━━━━━ Data to use ━━━━━

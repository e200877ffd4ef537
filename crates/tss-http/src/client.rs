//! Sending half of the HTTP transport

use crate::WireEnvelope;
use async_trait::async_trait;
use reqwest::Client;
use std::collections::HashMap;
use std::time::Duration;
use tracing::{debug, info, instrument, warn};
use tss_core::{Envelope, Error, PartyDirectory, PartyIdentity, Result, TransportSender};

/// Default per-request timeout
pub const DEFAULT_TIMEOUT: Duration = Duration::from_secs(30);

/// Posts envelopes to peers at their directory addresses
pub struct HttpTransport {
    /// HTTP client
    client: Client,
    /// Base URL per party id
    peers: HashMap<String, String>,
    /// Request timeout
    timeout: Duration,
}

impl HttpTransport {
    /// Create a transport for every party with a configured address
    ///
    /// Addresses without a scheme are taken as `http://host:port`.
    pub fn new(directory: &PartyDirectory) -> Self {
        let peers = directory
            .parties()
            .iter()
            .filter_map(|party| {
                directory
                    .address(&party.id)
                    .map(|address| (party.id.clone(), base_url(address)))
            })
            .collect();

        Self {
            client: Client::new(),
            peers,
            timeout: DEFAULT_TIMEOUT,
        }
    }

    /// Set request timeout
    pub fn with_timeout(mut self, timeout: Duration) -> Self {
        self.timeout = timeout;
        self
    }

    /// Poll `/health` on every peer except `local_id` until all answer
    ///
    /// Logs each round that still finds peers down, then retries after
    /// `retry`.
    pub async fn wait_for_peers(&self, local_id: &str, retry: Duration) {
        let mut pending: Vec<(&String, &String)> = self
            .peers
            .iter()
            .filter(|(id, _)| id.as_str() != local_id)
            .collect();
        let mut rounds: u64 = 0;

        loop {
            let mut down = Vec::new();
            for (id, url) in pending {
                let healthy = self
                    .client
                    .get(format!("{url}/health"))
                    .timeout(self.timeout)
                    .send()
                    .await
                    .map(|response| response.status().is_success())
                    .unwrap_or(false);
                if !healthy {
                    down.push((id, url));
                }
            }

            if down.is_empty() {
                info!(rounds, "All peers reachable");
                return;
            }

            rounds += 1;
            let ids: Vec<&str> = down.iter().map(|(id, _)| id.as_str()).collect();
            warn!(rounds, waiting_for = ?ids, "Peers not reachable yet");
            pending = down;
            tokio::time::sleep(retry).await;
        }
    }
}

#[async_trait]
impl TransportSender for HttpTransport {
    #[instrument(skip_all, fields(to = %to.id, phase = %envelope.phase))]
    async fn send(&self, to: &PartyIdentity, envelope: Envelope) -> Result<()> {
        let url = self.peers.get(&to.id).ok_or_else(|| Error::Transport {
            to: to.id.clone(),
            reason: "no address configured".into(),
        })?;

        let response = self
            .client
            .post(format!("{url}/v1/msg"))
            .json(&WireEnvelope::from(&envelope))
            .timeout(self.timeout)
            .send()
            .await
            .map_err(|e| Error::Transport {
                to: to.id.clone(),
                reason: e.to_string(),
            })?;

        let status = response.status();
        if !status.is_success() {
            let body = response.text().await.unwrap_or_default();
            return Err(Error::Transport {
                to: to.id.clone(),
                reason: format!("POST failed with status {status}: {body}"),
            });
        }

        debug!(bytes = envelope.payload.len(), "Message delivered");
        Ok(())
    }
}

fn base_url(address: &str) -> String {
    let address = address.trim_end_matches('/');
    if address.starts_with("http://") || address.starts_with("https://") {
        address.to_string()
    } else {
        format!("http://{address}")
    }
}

━━━━━

__Exercise brief__
Find every line above where the word "Result" occurs, and copy that line.

__Output of the task__
use tss_core::{Envelope, Error, PartyDirectory, PartyIdentity, Result, TransportSender};
    async fn send(&self, to: &PartyIdentity, envelope: Envelope) -> Result<()> {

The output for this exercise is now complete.